Parameter Grid Tuning | Candidate Set Selection | Ensemble Learning |
---|---|---|
TunedInput() |
SelectedInput() |
StackedModel() |
TunedModel() |
SelectedModel() |
SuperModel() |
These meta-functions fall into three main categories: 1) tuning of a
given input or model over a grid of parameter values, 2) selection from
an arbitrary set of different inputs or models, or 3) combining multiple
models into an ensemble learner. In the context of these strategies, an
input may be a formula, design matrix, model frame, or preprocessing
recipe. The meta-input and meta-model functions themselves return input
and model class objects, respectively. Combinations and multiple levels
of nesting of meta-functions, inputs, and models are allowed. For
example, StackedModel()
and SuperModel()
may consist of TunedModel
and other model objects. SelectedModel()
can select among mixes of TunedModel
,
ensemble model, and other model objects. Likewise, TunedInput
objects, along with other inputs, may be nested within SelectedInput()
.
Furthermore, selection and tuning of both inputs and models can be
performed simultaneously. These and other possibilities are illustrated
in the following sections.
Inputs to model fitting functions define the predictor and response variables and the dataset containing their values. These can be specified with traditional formula and dataset pairs, design matrix and response variable pairs, model frames, and preprocessing recipes. The package supports (1) tuning of an input over a grid of parameter values and (2) selection of inputs from candidate sets that differ with respect to their predictors or their preprocessing steps and parameters.

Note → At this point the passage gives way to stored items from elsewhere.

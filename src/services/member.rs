//! Member service
//!
//! Creates members and resolves the loose references users type on the
//! command line (id, short id, name or email) to a single member.

use tracing::info;

use crate::error::{LedgerError, LedgerResult};
use crate::models::{Member, MemberId};
use crate::storage::Storage;

/// Service for member management
pub struct MemberService<'a> {
    storage: &'a Storage,
}

impl<'a> MemberService<'a> {
    /// Create a new member service
    pub fn new(storage: &'a Storage) -> Self {
        Self { storage }
    }

    /// Create a new member
    pub fn create(&self, name: &str, email: Option<&str>) -> LedgerResult<Member> {
        let name = name.trim();
        let email = email.map(str::trim).filter(|e| !e.is_empty());

        let mut member = Member::new(name);
        member.email = email.map(str::to_string);
        member
            .validate()
            .map_err(|e| LedgerError::Validation(e.to_string()))?;

        // Names double as references, so they must be unambiguous
        if !self.storage.members.find_by_name_or_email(name)?.is_empty() {
            return Err(LedgerError::Duplicate {
                entity_type: "Member",
                identifier: name.to_string(),
            });
        }
        if let Some(email) = email {
            if !self.storage.members.find_by_name_or_email(email)?.is_empty() {
                return Err(LedgerError::Duplicate {
                    entity_type: "Member",
                    identifier: email.to_string(),
                });
            }
        }

        self.storage.members.upsert(member.clone())?;
        self.storage.members.save()?;

        info!(member = %member.id, name = %member.name, "member created");
        Ok(member)
    }

    /// Get a member by ID
    pub fn get(&self, id: &MemberId) -> LedgerResult<Option<Member>> {
        self.storage.members.get(id)
    }

    /// Get all members sorted by name
    pub fn list(&self) -> LedgerResult<Vec<Member>> {
        self.storage.members.get_all()
    }

    /// Find a member by id, short id, name or email
    pub fn find(&self, reference: &str) -> LedgerResult<Option<Member>> {
        let reference = reference.trim();

        if let Some(member) = self.storage.members.get(&MemberId::from(reference))? {
            return Ok(Some(member));
        }

        let mut by_name = self.storage.members.find_by_name_or_email(reference)?;
        if by_name.len() > 1 {
            return Err(LedgerError::Validation(format!(
                "'{}' matches {} members; use an id instead",
                reference,
                by_name.len()
            )));
        }
        if let Some(member) = by_name.pop() {
            return Ok(Some(member));
        }

        let mut by_prefix: Vec<Member> = self
            .storage
            .members
            .get_all()?
            .into_iter()
            .filter(|m| m.id.matches(reference))
            .collect();
        match by_prefix.len() {
            0 => Ok(None),
            1 => Ok(by_prefix.pop()),
            n => Err(LedgerError::Validation(format!(
                "'{}' is ambiguous ({} members share that id prefix)",
                reference, n
            ))),
        }
    }

    /// Resolve a reference to a member, failing if none matches
    pub fn resolve(&self, reference: &str) -> LedgerResult<Member> {
        self.find(reference)?
            .ok_or_else(|| LedgerError::member_not_found(reference))
    }

    /// Resolve several references, keeping their order
    pub fn resolve_all<S: AsRef<str>>(&self, references: &[S]) -> LedgerResult<Vec<Member>> {
        references
            .iter()
            .map(|r| self.resolve(r.as_ref()))
            .collect()
    }
}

Preprocessing recipes may have step with parameters that affect
predictive performance. Steps can be tuned over a grid of parameter
values with TunedInput()
to select the best performing values. Calls to TunedInput()

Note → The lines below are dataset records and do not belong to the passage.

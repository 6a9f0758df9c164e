//! Money type for representing currency amounts
//!
//! Internally stores amounts in cents (i64) to avoid floating-point precision
//! issues. Expense amounts, split shares, payments, balances and settlement
//! transfers are all expressed in `Money`.

use serde::{Deserialize, Serialize};
use std::fmt;
use std::ops::{Add, AddAssign, Neg, Sub, SubAssign};

/// Currency symbol used when none is configured
pub const DEFAULT_CURRENCY_SYMBOL: &str = "₹";

/// Represents a monetary amount stored as cents (hundredths of the currency unit)
#[derive(Debug, Clone, Copy, PartialEq, Eq, PartialOrd, Ord, Hash, Serialize, Deserialize)]
#[serde(transparent)]
pub struct Money(i64);

impl Money {
    /// Largest amount a single expense, share or payment may carry
    /// (one hundred billion units)
    pub const MAX_AMOUNT: Money = Money(10_000_000_000_000);

    /// Create a Money amount from cents
    ///
    /// # Examples
    /// ```
    /// use splitledger::models::Money;
    /// let amount = Money::from_cents(1050); // 10.50
    /// assert_eq!(amount.to_string(), "₹10.50");
    /// ```
    pub const fn from_cents(cents: i64) -> Self {
        Self(cents)
    }

    /// Create a zero Money amount
    pub const fn zero() -> Self {
        Self(0)
    }

    /// Get the amount in cents
    pub const fn cents(&self) -> i64 {
        self.0
    }

    /// Get the whole units portion (truncated toward zero)
    pub const fn units(&self) -> i64 {
        self.0 / 100
    }

    /// Get the cents portion (0-99)
    pub const fn cents_part(&self) -> i64 {
        (self.0 % 100).abs()
    }

    pub const fn is_zero(&self) -> bool {
        self.0 == 0
    }

    pub const fn is_positive(&self) -> bool {
        self.0 > 0
    }

    pub const fn is_negative(&self) -> bool {
        self.0 < 0
    }

    /// Get the absolute value
    pub const fn abs(&self) -> Self {
        Self(self.0.abs())
    }

    /// Parse a money amount from a string
    ///
    /// Accepts formats: "10.50", "-10.50", "$10.50", "₹10.50", "10", "10.5".
    /// More than two decimal places is an error.
    pub fn parse(s: &str) -> Result<Self, MoneyParseError> {
        let s = s.trim();

        let (negative, s) = if let Some(stripped) = s.strip_prefix('-') {
            (true, stripped)
        } else {
            (false, s)
        };

        // Currency symbol is optional
        let s = s
            .strip_prefix('$')
            .or_else(|| s.strip_prefix('₹'))
            .unwrap_or(s);

        if s.is_empty() {
            return Err(MoneyParseError::InvalidFormat(s.to_string()));
        }

        let cents = if let Some((units_str, cents_str)) = s.split_once('.') {
            if cents_str.len() > 2 || !cents_str.chars().all(|c| c.is_ascii_digit()) {
                return Err(MoneyParseError::InvalidFormat(s.to_string()));
            }

            let units: i64 = if units_str.is_empty() {
                0
            } else {
                units_str
                    .parse()
                    .map_err(|_| MoneyParseError::InvalidFormat(s.to_string()))?
            };

            let cents: i64 = match cents_str.len() {
                0 => 0,
                1 => {
                    cents_str
                        .parse::<i64>()
                        .map_err(|_| MoneyParseError::InvalidFormat(s.to_string()))?
                        * 10
                }
                _ => cents_str
                    .parse()
                    .map_err(|_| MoneyParseError::InvalidFormat(s.to_string()))?,
            };

            units
                .checked_mul(100)
                .and_then(|u| u.checked_add(cents))
                .ok_or_else(|| MoneyParseError::OutOfRange(s.to_string()))?
        } else {
            s.parse::<i64>()
                .map_err(|_| MoneyParseError::InvalidFormat(s.to_string()))?
                .checked_mul(100)
                .ok_or_else(|| MoneyParseError::OutOfRange(s.to_string()))?
        };

        Ok(Self(if negative { -cents } else { cents }))
    }

    /// Format with a currency symbol
    pub fn format_with_symbol(&self, symbol: &str) -> String {
        if self.is_negative() {
            format!("-{}{}.{:02}", symbol, self.units().abs(), self.cents_part())
        } else {
            format!("{}{}.{:02}", symbol, self.units(), self.cents_part())
        }
    }

    /// Plain decimal rendering without a symbol ("-12.05"), used by exports
    pub fn to_decimal_string(&self) -> String {
        self.format_with_symbol("")
    }
}

impl Default for Money {
    fn default() -> Self {
        Self::zero()
    }
}

impl fmt::Display for Money {
    fn fmt(&self, f: &mut fmt::Formatter<'_>) -> fmt::Result {
        f.write_str(&self.format_with_symbol(DEFAULT_CURRENCY_SYMBOL))
    }
}

impl Add for Money {
    type Output = Self;

    fn add(self, other: Self) -> Self {
        Self(self.0 + other.0)
    }
}

impl AddAssign for Money {
    fn add_assign(&mut self, other: Self) {
        self.0 += other.0;
    }
}

impl Sub for Money {
    type Output = Self;

    fn sub(self, other: Self) -> Self {
        Self(self.0 - other.0)
    }
}

impl SubAssign for Money {
    fn sub_assign(&mut self, other: Self) {
        self.0 -= other.0;
    }
}

impl Neg for Money {
    type Output = Self;

    fn neg(self) -> Self {
        Self(-self.0)
    }
}

impl std::iter::Sum for Money {
    fn sum<I: Iterator<Item = Self>>(iter: I) -> Self {
        iter.fold(Money::zero(), |acc, m| acc + m)
    }
}

/// Error type for money parsing
#[derive(Debug, Clone, PartialEq, Eq)]
pub enum MoneyParseError {
    InvalidFormat(String),
    OutOfRange(String),
}

impl fmt::Display for MoneyParseError {
    fn fmt(&self, f: &mut fmt::Formatter<'_>) -> fmt::Result {
        match self {
            MoneyParseError::InvalidFormat(s) => write!(f, "Invalid money format: {}", s),
            MoneyParseError::OutOfRange(s) => write!(f, "Money amount out of range: {}", s),
        }
    }
}

impl std::error::Error for MoneyParseError {}

#[cfg(test)]
mod tests {
    use super::*;

    #[test]
    fn test_from_cents() {
        let m = Money::from_cents(1050);
        assert_eq!(m.cents(), 1050);
        assert_eq!(m.units(), 10);
        assert_eq!(m.cents_part(), 50);
    }

    #[test]
    fn test_display() {
        assert_eq!(format!("{}", Money::from_cents(1050)), "₹10.50");
        assert_eq!(format!("{}", Money::from_cents(0)), "₹0.00");
        assert_eq!(format!("{}", Money::from_cents(-1050)), "-₹10.50");
        assert_eq!(format!("{}", Money::from_cents(5)), "₹0.05");
        assert_eq!(format!("{}", Money::from_cents(-5)), "-₹0.05");
    }

    #[test]
    fn test_format_with_symbol() {
        assert_eq!(Money::from_cents(3000).format_with_symbol("$"), "$30.00");
        assert_eq!(Money::from_cents(-1).to_decimal_string(), "-0.01");
    }

    #[test]
    fn test_arithmetic() {
        let a = Money::from_cents(1000);
        let b = Money::from_cents(500);

        assert_eq!((a + b).cents(), 1500);
        assert_eq!((a - b).cents(), 500);
        assert_eq!((-a).cents(), -1000);
    }

    #[test]
    fn test_parse() {
        assert_eq!(Money::parse("10.50").unwrap().cents(), 1050);
        assert_eq!(Money::parse("$10.50").unwrap().cents(), 1050);
        assert_eq!(Money::parse("₹90").unwrap().cents(), 9000);
        assert_eq!(Money::parse("-10.50").unwrap().cents(), -1050);
        assert_eq!(Money::parse("10").unwrap().cents(), 1000);
        assert_eq!(Money::parse("10.5").unwrap().cents(), 1050);
        assert_eq!(Money::parse("0.05").unwrap().cents(), 5);
        assert_eq!(Money::parse(".75").unwrap().cents(), 75);
    }

    #[test]
    fn test_parse_rejects_sub_cent_digits() {
        assert_eq!(
            Money::parse("10.005"),
            Err(MoneyParseError::InvalidFormat("10.005".into()))
        );
        assert!(Money::parse("33.339").is_err());
        assert_eq!(Money::parse("10.00").unwrap().cents(), 1000);
    }

    #[test]
    fn test_parse_out_of_range() {
        assert!(matches!(
            Money::parse("100000000000000000"),
            Err(MoneyParseError::OutOfRange(_))
        ));
    }

    #[test]
    fn test_parse_rejects_garbage() {
        assert!(Money::parse("").is_err());
        assert!(Money::parse("abc").is_err());
        assert!(Money::parse("1.2.3").is_err());
        assert!(Money::parse("1.x").is_err());
    }

    #[test]
    fn test_sum() {
        let amounts = vec![
            Money::from_cents(100),
            Money::from_cents(200),
            Money::from_cents(300),
        ];
        let total: Money = amounts.into_iter().sum();
        assert_eq!(total.cents(), 600);
    }

    #[test]
    fn test_serialization() {
        let m = Money::from_cents(1050);
        let json = serde_json::to_string(&m).unwrap();
        assert_eq!(json, "1050");

        let deserialized: Money = serde_json::from_str(&json).unwrap();
        assert_eq!(m, deserialized);
    }
}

return an input object that may be trained on data with the fit()
function or evaluated for predictive performance with resample()
.
As an example, a principal components analysis (PCA) step could be
included in a preprocessing recipe for tuning over the number of
components to retain in the final model. Such a recipe is shown below
accompanied by a call to expand_steps()
to construct a tuning grid. The grid parameter num_comp
and
name PCA
correspond to the argument and id of the step_pca()
function to which the values 1:3
apply. The recipe and grid
may then be passed to TunedInput()
for model fitting.
## Preprocessing recipe with PCA steps
pca_rec <- recipe(y ~ ., data = surv_train) %>%
role_case(stratum = y) %>%
step_center(all_predictors()) %>%
step_scale(all_predictors()) %>%
step_pca(all_predictors(), id = "PCA")
## Tuning grid of number of PCA components
pca_grid <- expand_steps(
PCA = list(num_comp = 1:3)
)
## Tuning specification
tun_rec <- TunedInput(pca_rec, grid = pca_grid)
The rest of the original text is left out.